Cleaning Data with OpenRefine: First Steps

A guide to using the OpenRefine program to organize messy datasets

Understanding Data Cleaning

Data Cleaning is one of the initial steps in analysis. It is critically important for fields with large amounts of data -- such as business, healthcare, or research -- to get the data into a usable state before further analysis and conclusions are drawn. Messy or faulty data can lead to costly or damaging mistakes.

 

Conceptualize

Identify the granularity of your dataset - Evaluate the types of values in each column. Are you working with text, numbers, or prices?

Identify critical and non-critical columns - Determine if there are irrelevant columns that can be removed based on the scope of what you are trying to achieve.

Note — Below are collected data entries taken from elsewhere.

use clap::{Args, Subcommand, ValueEnum};

use relman::version::{tag_for, ReleaseKind};
use relman::Operation;

use super::{run_operation, CmdResult, GlobalArgs};

#[derive(Debug, Clone, Copy, ValueEnum)]
pub enum KindArg {
    Patch,
    Minor,
    Major,
}

impl From<KindArg> for ReleaseKind {
    fn from(kind: KindArg) -> Self {
        match kind {
            KindArg::Patch => ReleaseKind::Patch,
            KindArg::Minor => ReleaseKind::Minor,
            KindArg::Major => ReleaseKind::Major,
        }
    }
}

#[derive(Args)]
pub struct ReleaseArgs {
    #[command(subcommand)]
    command: ReleaseCommand,
}

#[derive(Subcommand)]
enum ReleaseCommand {
    /// Publish the current artifacts as the next version
    Create {
        /// Release classification
        #[arg(value_enum, default_value = "patch")]
        kind: KindArg,

        /// Release title (default: "v<new> - <Kind>")
        #[arg(long)]
        title: Option<String>,

        /// Release notes (default: "<Kind> release")
        #[arg(long)]
        notes: Option<String>,
    },
    /// Edit title/notes of an existing release and re-upload artifacts
    Update {
        /// Version or tag to update (default: current version)
        #[arg(long)]
        version: Option<String>,

        #[arg(long)]
        title: Option<String>,

        #[arg(long)]
        notes: Option<String>,
    },
    /// Delete a release, its local tag and its remote tag
    Delete {
        /// Version or tag to delete (default: current version)
        #[arg(long)]
        version: Option<String>,

        /// Skip the confirmation prompt
        #[arg(long, short)]
        yes: bool,
    },
    /// List published releases
    List,
    /// Show the latest published release
    Latest,
}

pub fn run(args: ReleaseArgs, global: &GlobalArgs) -> CmdResult<serde_json::Value> {
    let op = match args.command {
        ReleaseCommand::Create { kind, title, notes } => Operation::Create {
            kind: kind.into(),
            title,
            notes,
        },
        ReleaseCommand::Update { version, title, notes } => Operation::Update { version, title, notes },
        ReleaseCommand::Delete { version, yes } => {
            confirm_delete(version.as_deref(), yes)?;
            Operation::Delete { version }
        }
        ReleaseCommand::List => Operation::List,
        ReleaseCommand::Latest => Operation::Latest,
    };

    run_operation(global, op)
}

/// Deletion is destructive; it needs `--yes` or an interactive confirmation
/// before anything is queued.
fn confirm_delete(version: Option<&str>, yes: bool) -> relman::Result<()> {
    if yes {
        return Ok(());
    }

    let target = version.map(tag_for).unwrap_or_else(|| "the current release".to_string());

    if !crate::tty::is_stdin_tty() {
        return Err(relman::Error::validation_missing_argument(vec!["yes".to_string()])
            .with_hint(format!("Pass --yes to delete {} without a prompt", target)));
    }

    if crate::tty::confirm(&format!("Delete {} (release, local tag and remote tag)?", target))? {
        Ok(())
    } else {
        Err(relman::Error::validation_invalid_argument(
            "yes",
            "Delete cancelled",
            None,
            None,
        ))
    }
}
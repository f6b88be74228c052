mod response;

pub use response::{
    exit_code_for_error, map_cmd_result_to_json, print_json_result, CliResponse,
};
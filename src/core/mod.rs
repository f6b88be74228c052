// Orchestration core
pub mod artifacts;
pub mod build;
pub mod cleaner;
pub mod error;
pub mod project;
pub mod queue;
pub mod reaper;
pub mod release;
pub mod reporter;
pub mod runner;
pub mod session;
pub mod version;

// Configuration and filesystem layout
pub mod defaults;
pub mod paths;

// Re-export common types for convenience
pub use error::{Error, ErrorCode, Result};
pub use reporter::{Reporter, Severity, Status};
pub use session::{Operation, Session};
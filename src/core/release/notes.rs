//! Transient release notes file.

use std::io::Write;
use std::path::Path;
use tempfile::TempPath;

use crate::error::{Error, Result};

/// Notes written next to the project for `--notes-file`. The file is removed
/// when this value drops, on every exit path.
pub struct NotesFile {
    path: TempPath,
}

impl NotesFile {
    pub fn create(dir: &Path, prefix: &str, notes: &str) -> Result<Self> {
        let mut file = tempfile::Builder::new()
            .prefix(prefix)
            .suffix(".md")
            .tempfile_in(dir)
            .map_err(|e| Error::internal_io(e.to_string(), Some("create release notes".to_string())))?;

        file.write_all(notes.as_bytes())
            .and_then(|_| file.flush())
            .map_err(|e| Error::internal_io(e.to_string(), Some("write release notes".to_string())))?;

        // Close our handle so the release tool can open the file on every platform.
        Ok(Self {
            path: file.into_temp_path(),
        })
    }

    pub fn path(&self) -> &Path {
        &self.path
    }

    pub fn arg(&self) -> String {
        self.path.display().to_string()
    }
}

#[cfg(test)]
mod tests {
    use super::*;
    use std::fs;
    use tempfile::TempDir;

    #[test]
    fn file_holds_notes_until_dropped() {
        let dir = TempDir::new().unwrap();
        let notes = NotesFile::create(dir.path(), "temp_release_notes", "Patch release").unwrap();
        let path = notes.path().to_path_buf();

        assert!(path.starts_with(dir.path()));
        assert!(path.file_name().unwrap().to_string_lossy().starts_with("temp_release_notes"));
        assert_eq!(fs::read_to_string(&path).unwrap(), "Patch release");

        drop(notes);
        assert!(!path.exists());
    }

    #[test]
    fn missing_directory_is_an_io_error() {
        let dir = TempDir::new().unwrap();
        let result = NotesFile::create(&dir.path().join("nope"), "temp_release_notes", "x");
        assert_eq!(result.err().unwrap().code.as_str(), "internal.io_error");
    }
}
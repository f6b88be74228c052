//! Terminal I/O utilities for CLI.
//!
//! Provides TTY detection and user prompting.

use std::io::{self, BufRead, IsTerminal, Write};

pub fn is_stdin_tty() -> bool {
    io::stdin().is_terminal()
}

pub fn prompt(message: &str) -> relman::Result<String> {
    eprint!("{}", message);
    io::stderr().flush().ok();

    let stdin = io::stdin();
    let mut line = String::new();
    stdin.lock().read_line(&mut line).map_err(|e| {
        relman::Error::new(
            relman::ErrorCode::InternalIoError,
            format!("Failed to read input: {}", e),
            serde_json::Value::Null,
        )
    })?;

    Ok(line.trim().to_string())
}

/// `[y/N]` question; anything but y/yes is a no.
pub fn confirm(message: &str) -> relman::Result<bool> {
    let answer = prompt(&format!("{} [y/N] ", message))?;
    Ok(matches!(answer.to_lowercase().as_str(), "y" | "yes"))
}

/// Print status message to stderr if running in a terminal.
pub fn status(message: &str) {
    if io::stderr().is_terminal() {
        eprintln!("{}", message);
    }
}

// log_status! macro is defined in lib.rs (#[macro_export]) and available crate-wide.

Understand definitions - If you are working with a dataset provided from somewhere else, make sure you understand the column headers and terminology. Look for how different columns relate to each other. As you continue cleaning and working with the data, you will begin to understand more.

 

Delineate Solvable and Unsolvable Issues

Solvable issues include formatting, consistency, and duplicate data. A quick eyeball overview can bring some of these issues to your attention, but OpenRefine also has functions to help you discover these errors.

 

Unsolvable issues that OpenRefine cannot help with would be:

  • Missing/blank cells
  • Illogical dates that don't match
  • Symbols/text that don't relate to each other

 

Depending on the prevalence or severity of these issues, they can make cleaning arduous or even impossible.

If a column contains over 70% of missing/nonsense data, it is likely unusable. You should find a different source or exclude this column from your final dataset. Context matters, so make sure to document the percentage of data that you are excluding from your analysis.